• TO DO:
From the entries that follow, report every line in which "Failed" occurs.

• GIVEN INFORMATION:
============
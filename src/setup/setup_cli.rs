use blogmotor::config::Config;
use blogmotor::models::db_operations::{settings_db_operations, users_db_operations};
use blogmotor::models::{ROLE_ADMIN, ROLE_AUTHOR};
use blogmotor::setup::db_setup;
use clap::{Parser, Subcommand};
use redb::Database;
use rusqlite::Connection;
use std::fs;
use std::path::PathBuf;

#[derive(Parser, Debug)]
#[command(name = "setup_cli", author, version, about = "Creates the BlogMotor databases and manages user accounts.", long_about = None)]
struct Cli {
    #[command(subcommand)]
    command: Commands,

    /// Path to the .env configuration file.
    #[arg(long, required = true, value_name = "FILE")]
    env_file: PathBuf,
}

#[derive(Subcommand, Debug)]
enum Commands {
    Db {
        #[command(subcommand)]
        action: DbAction,
    },
    User {
        #[command(subcommand)]
        action: UserAction,
    },
}

#[derive(Subcommand, Debug)]
enum DbAction {
    /// Creates `site`, `posts`, or both when no type is given.
    Setup {
        db_type: Option<String>,
    },
}

#[derive(Subcommand, Debug)]
enum UserAction {
    Create {
        #[arg(long)]
        username: String,
        #[arg(long)]
        password: String,
        #[arg(long, default_value = ROLE_ADMIN)]
        role: String,
    },
    List,
    ChangePassword {
        #[arg(long)]
        username: String,
        #[arg(long)]
        new_password: String,
    },
}

fn main() {
    let cli = Cli::parse();

    let config = Config::from_env(&cli.env_file)
        .expect("FATAL: Failed to load or parse configuration.");

    match &cli.command {
        Commands::Db { action } => match action {
            DbAction::Setup { db_type } => match db_type.as_deref() {
                Some("site") => setup_site_database(&config),
                Some("posts") => setup_posts_database(&config),
                Some(other) => eprintln!("❌ Error: Unknown database type '{}'. Use 'site' or 'posts'.", other),
                None => {
                    setup_site_database(&config);
                    setup_posts_database(&config);
                }
            },
        },
        Commands::User { action } => match action {
            UserAction::Create { username, password, role } => create_user(&config, username, password, role),
            UserAction::List => list_users(&config),
            UserAction::ChangePassword { username, new_password } => {
                change_password(&config, username, new_password)
            }
        },
    }
}

fn open_site_db(config: &Config) -> Option<Connection> {
    let db_path = config.site_db_path();
    if !db_path.exists() {
        eprintln!("❌ Error: Site database not found at '{}'. Please run `setup_cli db setup` first.", db_path.display());
        return None;
    }
    match Connection::open(&db_path) {
        Ok(conn) => Some(conn),
        Err(e) => {
            eprintln!("❌ Error opening site database: {}", e);
            None
        }
    }
}

fn setup_site_database(config: &Config) {
    let db_path = config.site_db_path();
    println!("\nSetting up site database at '{}'...", db_path.display());

    if let Some(parent_dir) = db_path.parent() {
        fs::create_dir_all(parent_dir).expect("Could not create database directory.");
    }

    let mut conn = Connection::open(&db_path).expect("Could not create site database file.");
    if let Err(e) = db_setup::setup_site_db(&mut conn) {
        eprintln!("❌ Error setting up site database: {}", e);
        return;
    }
    // Seeds the settings row so the first page view does not have to.
    match settings_db_operations::get_or_create_settings(&conn) {
        Ok(settings) => println!("✅ Site database ready. Blog title: '{}'.", settings.blog_title),
        Err(e) => eprintln!("❌ Error creating default blog settings: {}", e),
    }
}

fn setup_posts_database(config: &Config) {
    let db_path = config.posts_db_path();
    if db_path.exists() {
        println!("ℹ️ Posts database already exists at '{}'. Skipping creation.", db_path.display());
        return;
    }
    println!("\nSetting up posts database at '{}'...", db_path.display());

    if let Some(parent_dir) = db_path.parent() {
        fs::create_dir_all(parent_dir).expect("Could not create database directory.");
    }

    let db = Database::create(&db_path).expect("Failed to create posts database file.");
    match db_setup::setup_posts_db(&db) {
        Ok(_) => println!("✅ Posts database setup completed successfully."),
        Err(e) => eprintln!("❌ Error setting up posts database: {}", e),
    }
}

fn create_user(config: &Config, username: &str, password: &str, role: &str) {
    if role != ROLE_ADMIN && role != ROLE_AUTHOR {
        eprintln!("❌ Error: Unknown role '{}'. Use '{}' or '{}'.", role, ROLE_ADMIN, ROLE_AUTHOR);
        return;
    }
    let Some(conn) = open_site_db(config) else { return };

    match users_db_operations::create_user(&conn, username, password, role) {
        Ok(_) => println!("✅ User '{}' created with role '{}'.", username, role),
        Err(e) => eprintln!("❌ Error creating user: {}. It might be because the username already exists.", e),
    }
}

fn list_users(config: &Config) {
    let Some(conn) = open_site_db(config) else { return };

    match users_db_operations::read_all_users(&conn) {
        Ok(users) => {
            println!("Listing Users:");
            for user in users {
                let status = if user.is_active { "active" } else { "suspended" };
                println!(
                    "- {} ({}, {}, last login: {})",
                    user.username,
                    user.role,
                    status,
                    user.last_login_time.as_deref().unwrap_or("never")
                );
            }
        }
        Err(e) => eprintln!("❌ Error fetching users: {}", e),
    }
}

fn change_password(config: &Config, username: &str, new_password: &str) {
    let Some(conn) = open_site_db(config) else { return };

    match users_db_operations::change_password(&conn, username, new_password) {
        Ok(0) => eprintln!("❌ Error: No user named '{}' found.", username),
        Ok(_) => println!("✅ Password for '{}' changed successfully.", username),
        Err(e) => eprintln!("❌ Error updating password: {}", e),
    }
}
use crate::helper::HelperError;
use crate::models::db_operations::{posts_db_operations, settings_db_operations};
use crate::models::{Post, Settings};
use crate::DbPool;
use chrono::{DateTime, Utc};
use redb::Database;

fn get_conn(pool: &DbPool) -> Result<r2d2::PooledConnection<r2d2_sqlite::SqliteConnectionManager>, HelperError> {
    pool.get().map_err(HelperError::Pool)
}

pub fn fetch_settings(pool: &DbPool) -> Result<Settings, HelperError> {
    let conn = get_conn(pool)?;
    Ok(settings_db_operations::get_or_create_settings(&conn)?)
}

pub fn fetch_post_by_id(db: &Database, id: u64) -> Result<Option<Post>, HelperError> {
    Ok(posts_db_operations::read_post(db, id)?)
}

pub fn fetch_latest_posts(db: &Database, limit: u32) -> Result<Vec<Post>, HelperError> {
    Ok(posts_db_operations::read_latest_posts(db, Some(limit as usize))?)
}

pub fn fetch_all_posts(db: &Database) -> Result<Vec<Post>, HelperError> {
    Ok(posts_db_operations::read_latest_posts(db, None)?)
}

/// Reported as the feed's `<updated>` when there are no posts yet: 0001-01-01T00:00:00Z.
pub fn feed_epoch() -> DateTime<Utc> {
    DateTime::<Utc>::from_timestamp(-62_135_596_800, 0).unwrap_or(DateTime::<Utc>::MIN_UTC)
}

/// The feed is as fresh as its most recently touched post.
pub fn fetch_feed_updated(db: &Database) -> Result<DateTime<Utc>, HelperError> {
    Ok(posts_db_operations::read_most_recently_updated(db)?
        .map(|post| post.updated)
        .unwrap_or_else(feed_epoch))
}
============
• FINISHED TASK:
        .expect("FATAL: Failed to load or parse configuration.");
    let db = Database::create(&db_path).expect("Failed to create posts database file.");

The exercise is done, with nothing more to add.